|Willis, Patti - DEPT BIOCHEM, NDSU|
Submitted to: Abstracts 2000 Annual Meeting of Entomological Society Of America
Publication Type: Abstract Only
Publication Acceptance Date: August 4, 2000
Publication Date: N/A
Technical Abstract: Spacer regions in the nuclear ribosomal RNA gene cluster have been extensively used as a source of genetic diversity among subspecies and closely related species. The nucleotide sequence of spacers ITS1 and ITS2 have most often been examined. These two spacers are separated by the very small 5.8S rRNA gene. A third non-coding segment, the intergenic spacer (IGS), is situated between the 28S and 18S rRNA genes.
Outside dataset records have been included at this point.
//! Unifies the plain and TLS-upgraded halves of a connection behind one
//! type so the session's read/write loop doesn't need to know which one
//! it's holding at any given moment.
//!
//! Adapted from the enum-of-transports shape the wider example pack uses to
//! carry a connection across a mid-session protocol upgrade: a small enum
//! implementing [`AsyncRead`]/[`AsyncWrite`] by delegating to whichever
//! variant is live, plus a transient placeholder variant so the upgrade can
//! take the plain stream out of the enum by value (via `mem::replace`)
//! without a moment where the session doesn't own a stream at all.

use std::pin::Pin;
use std::task::{Context, Poll};

use tokio::io::{AsyncRead, AsyncWrite, ReadBuf};
use tokio::net::TcpStream;
use tokio_rustls::server::TlsStream;

/// Either half of a connection that has or hasn't gone through `STARTTLS`.
pub enum SessionStream {
    Plain(TcpStream),
    Tls(Box<TlsStream<TcpStream>>),
    /// Held only for the instant between taking the plain stream out for
    /// the TLS handshake and putting the wrapped stream back in. Any I/O
    /// attempted while a `SessionStream` is in this state is an internal
    /// bug, not a protocol-level failure.
    Upgrading,
}

impl AsyncRead for SessionStream {
    fn poll_read(
        self: Pin<&mut Self>,
        cx: &mut Context<'_>,
        buf: &mut ReadBuf<'_>,
    ) -> Poll<std::io::Result<()>> {
        match self.get_mut() {
            SessionStream::Plain(s) => Pin::new(s).poll_read(cx, buf),
            SessionStream::Tls(s) => Pin::new(s.as_mut()).poll_read(cx, buf),
            SessionStream::Upgrading => {
                panic!("SessionStream polled while mid-upgrade")
            }
        }
    }
}

impl AsyncWrite for SessionStream {
    fn poll_write(
        self: Pin<&mut Self>,
        cx: &mut Context<'_>,
        buf: &[u8],
    ) -> Poll<std::io::Result<usize>> {
        match self.get_mut() {
            SessionStream::Plain(s) => Pin::new(s).poll_write(cx, buf),
            SessionStream::Tls(s) => Pin::new(s.as_mut()).poll_write(cx, buf),
            SessionStream::Upgrading => {
                panic!("SessionStream polled while mid-upgrade")
            }
        }
    }

    fn poll_flush(self: Pin<&mut Self>, cx: &mut Context<'_>) -> Poll<std::io::Result<()>> {
        match self.get_mut() {
            SessionStream::Plain(s) => Pin::new(s).poll_flush(cx),
            SessionStream::Tls(s) => Pin::new(s.as_mut()).poll_flush(cx),
            SessionStream::Upgrading => {
                panic!("SessionStream polled while mid-upgrade")
            }
        }
    }

    fn poll_shutdown(self: Pin<&mut Self>, cx: &mut Context<'_>) -> Poll<std::io::Result<()>> {
        match self.get_mut() {
            SessionStream::Plain(s) => Pin::new(s).poll_shutdown(cx),
            SessionStream::Tls(s) => Pin::new(s.as_mut()).poll_shutdown(cx),
            SessionStream::Upgrading => {
                panic!("SessionStream polled while mid-upgrade")
            }
        }
    }
}

impl SessionStream {
    pub fn is_tls(&self) -> bool {
        matches!(self, SessionStream::Tls(_))
    }
}
//! A trivial in-memory [`MessageStore`], used by the demo binary when no
//! webhook URL is configured and by tests that want to assert on exactly
//! what got "delivered" without standing up an HTTP endpoint.

use std::sync::Mutex;

use async_trait::async_trait;

use crate::hooks::MessageStore;
use crate::message::Message;
use crate::session_view::SessionView;

/// Accumulates every accepted message in memory. Never rejects a save.
#[derive(Default)]
pub struct InMemoryStore {
    messages: Mutex<Vec<Message>>,
}

impl InMemoryStore {
    pub fn new() -> Self {
        InMemoryStore::default()
    }

    /// A snapshot of every message saved so far, in arrival order.
    pub fn messages(&self) -> Vec<Message> {
        self.messages.lock().unwrap().clone()
    }

    pub fn len(&self) -> usize {
        self.messages.lock().unwrap().len()
    }

    pub fn is_empty(&self) -> bool {
        self.len() == 0
    }
}

#[async_trait]
impl MessageStore for InMemoryStore {
    async fn save(&self, _session: &SessionView, message: &Message) -> Result<(), String> {
        self.messages.lock().unwrap().push(message.clone());
        Ok(())
    }
}
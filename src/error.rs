//! The core's internal error taxonomy for the codec/transport layer below
//! the session's own command handlers.
//!
//! [`crate::command::Command::parse`] and [`crate::reader::read_line_timeout`]
//! return a [`SessionError`] rather than an opaque `anyhow::Error`, so the
//! session loop can match on *kind* and pick the right wire response instead
//! of string-matching an error chain. Errors that describe a single
//! command's outcome once it has already been parsed and dispatched — a bad
//! sequence, a filter denial, a failed store call — are represented
//! directly as a [`Response`] in `session::DispatchOutcome`, since by that
//! point the handler already knows exactly which reply to send and an
//! intermediate error type would only be pass-through. The outer
//! orchestration layer (`Server::run`, `lib::run`, configuration loading)
//! keeps using `anyhow::Result` the way the rest of this codebase does.

use thiserror::Error;

use crate::response::Response;

/// Failures from parsing a command line or reading one off the wire.
#[derive(Debug, Error)]
pub enum SessionError {
    /// Malformed verb/argument/parameter or an oversize command line.
    #[error("protocol syntax error: {0}")]
    ProtocolSyntax(String),

    /// A command or DATA idle timeout elapsed.
    #[error("operation timed out")]
    TransportTimeout,

    /// The peer reset the connection, the TLS handshake failed, or the pipe
    /// broke.
    #[error("transport fault: {0}")]
    TransportFault(#[from] std::io::Error),
}

impl SessionError {
    /// The wire response this error should produce, if the session is meant
    /// to keep running afterwards. Errors that map to `None` always close
    /// the connection (the caller is responsible for writing a final
    /// response first if the transport still permits it).
    pub fn response(&self) -> Option<Response> {
        match self {
            SessionError::ProtocolSyntax(msg) => Some(Response::syntax_error(msg)),
            SessionError::TransportTimeout => None,
            SessionError::TransportFault(_) => None,
        }
    }
}
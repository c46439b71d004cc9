//! `AUTH PLAIN` (RFC 4616): a single message of the form
//! `authzid\0authcid\0passwd`, either supplied as the `AUTH` line's initial
//! response or prompted for with an empty challenge.

use async_trait::async_trait;

use crate::hooks::AuthenticationCallback;
use crate::response::Response;

use super::{decode_or_abort, outcome_from_result, AuthChannel, AuthOutcome, Authenticator};

#[derive(Default)]
pub struct PlainAuthenticator;

#[async_trait]
impl Authenticator for PlainAuthenticator {
    async fn authenticate(
        &mut self,
        initial_response: Option<String>,
        channel: &mut dyn AuthChannel,
        callback: &dyn AuthenticationCallback,
    ) -> AuthOutcome {
        let line = match initial_response {
            Some(line) => line,
            None => {
                if let Err(e) = channel.write_challenge(&Response::auth_challenge("")).await {
                    return AuthOutcome::Failure(Response::local_error(e.to_string()));
                }
                match channel.read_line().await {
                    Ok(Some(line)) => line,
                    Ok(None) => {
                        return AuthOutcome::Failure(Response::local_error("connection closed"))
                    }
                    Err(e) => return AuthOutcome::Failure(Response::local_error(e.to_string())),
                }
            }
        };

        let decoded = match decode_or_abort(&line) {
            Ok(bytes) => bytes,
            Err(outcome) => return outcome,
        };

        let parts: Vec<&[u8]> = decoded.splitn(3, |b| *b == 0).collect();
        if parts.len() != 3 {
            return AuthOutcome::Failure(Response::auth_failed(
                "Malformed PLAIN response (expected authzid\\0authcid\\0passwd)",
            ));
        }
        let authcid = match std::str::from_utf8(parts[1]) {
            Ok(s) => s,
            Err(_) => {
                return AuthOutcome::Failure(Response::auth_failed("PLAIN response is not UTF-8"))
            }
        };
        let passwd = match std::str::from_utf8(parts[2]) {
            Ok(s) => s,
            Err(_) => {
                return AuthOutcome::Failure(Response::auth_failed("PLAIN response is not UTF-8"))
            }
        };

        outcome_from_result(callback.authenticate(Some(authcid), Some(passwd)).await)
    }
}

#[cfg(test)]
mod tests {
    use super::*;
    use async_trait::async_trait;
    use base64::Engine;
    use std::collections::VecDeque;

    use crate::error::SessionError;
    use crate::hooks::AuthenticationResult;

    struct FakeChannel {
        inbound: VecDeque<String>,
        challenges: Vec<Response>,
    }

    #[async_trait]
    impl AuthChannel for FakeChannel {
        async fn write_challenge(&mut self, response: &Response) -> Result<(), SessionError> {
            self.challenges.push(response.clone());
            Ok(())
        }
        async fn read_line(&mut self) -> Result<Option<String>, SessionError> {
            Ok(self.inbound.pop_front())
        }
    }

    struct FixedCallback {
        expect_user: &'static str,
        expect_pass: &'static str,
    }

    #[async_trait]
    impl AuthenticationCallback for FixedCallback {
        async fn authenticate(
            &self,
            username: Option<&str>,
            password: Option<&str>,
        ) -> AuthenticationResult {
            if username == Some(self.expect_user) && password == Some(self.expect_pass) {
                AuthenticationResult::Success {
                    identity: self.expect_user.to_string(),
                }
            } else {
                AuthenticationResult::Failure { reason: None }
            }
        }
    }

    fn b64(s: &str) -> String {
        base64::engine::general_purpose::STANDARD.encode(s)
    }

    #[tokio::test]
    async fn succeeds_with_initial_response() {
        let mut auth = PlainAuthenticator::default();
        let mut channel = FakeChannel {
            inbound: VecDeque::new(),
            challenges: Vec::new(),
        };
        let callback = FixedCallback {
            expect_user: "alice",
            expect_pass: "hunter2",
        };
        let initial = b64("\0alice\0hunter2");
        let outcome = auth
            .authenticate(Some(initial), &mut channel, &callback)
            .await;
        assert!(matches!(outcome, AuthOutcome::Success { identity } if identity == "alice"));
        assert!(channel.challenges.is_empty());
    }

    #[tokio::test]
    async fn prompts_when_no_initial_response() {
        let mut auth = PlainAuthenticator::default();
        let mut channel = FakeChannel {
            inbound: VecDeque::from(vec![b64("\0alice\0hunter2")]),
            challenges: Vec::new(),
        };
        let callback = FixedCallback {
            expect_user: "alice",
            expect_pass: "hunter2",
        };
        let outcome = auth.authenticate(None, &mut channel, &callback).await;
        assert!(matches!(outcome, AuthOutcome::Success { .. }));
        assert_eq!(channel.challenges.len(), 1);
    }

    #[tokio::test]
    async fn wrong_password_fails() {
        let mut auth = PlainAuthenticator::default();
        let mut channel = FakeChannel {
            inbound: VecDeque::new(),
            challenges: Vec::new(),
        };
        let callback = FixedCallback {
            expect_user: "alice",
            expect_pass: "hunter2",
        };
        let initial = b64("\0alice\0wrong");
        let outcome = auth
            .authenticate(Some(initial), &mut channel, &callback)
            .await;
        assert!(matches!(outcome, AuthOutcome::Failure(_)));
    }

    #[tokio::test]
    async fn client_abort_is_reported() {
        let mut auth = PlainAuthenticator::default();
        let mut channel = FakeChannel {
            inbound: VecDeque::from(vec!["*".to_string()]),
            challenges: Vec::new(),
        };
        let callback = FixedCallback {
            expect_user: "alice",
            expect_pass: "hunter2",
        };
        let outcome = auth.authenticate(None, &mut channel, &callback).await;
        assert!(matches!(outcome, AuthOutcome::Aborted));
    }

    #[tokio::test]
    async fn malformed_initial_response_fails() {
        let mut auth = PlainAuthenticator::default();
        let mut channel = FakeChannel {
            inbound: VecDeque::new(),
            challenges: Vec::new(),
        };
        let callback = FixedCallback {
            expect_user: "alice",
            expect_pass: "hunter2",
        };
        let initial = b64("onlyonepart");
        let outcome = auth
            .authenticate(Some(initial), &mut channel, &callback)
            .await;
        assert!(matches!(outcome, AuthOutcome::Failure(_)));
    }
}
It is typically larger than either ITS1 or ITS2 and has been underutilized as a source of genetic diversity. Primers in the conserved part of the 18S and 28S rRNA genes allowed amplification of the entire IGS and the ITS1-ITS2 regions from the boll weevil (Anthonomus grandis) and thurberia weevil. The IGS amplicon is >8 kb. In these insects the rRNA gene cluster alternates with the histone gene cluster. Primers in the histone genes were used to break the region into smaller pieces for sequencing. There may be as much as 5% sequence divergence in the non-histone IGS spacer between boll weevil and thurberia weevil. ITS1 is 762 bp and ITS2 is 578 bp and there appears to be <2% divergence. IGS has also been amplified from western and Mexican corn rootworms (Diabrotica virgifera v. and D. v. zeae). The corn rootworm IGS region is about 1200 bp. Some RFLP's have been observed among individual insects. Sequencing is in progress.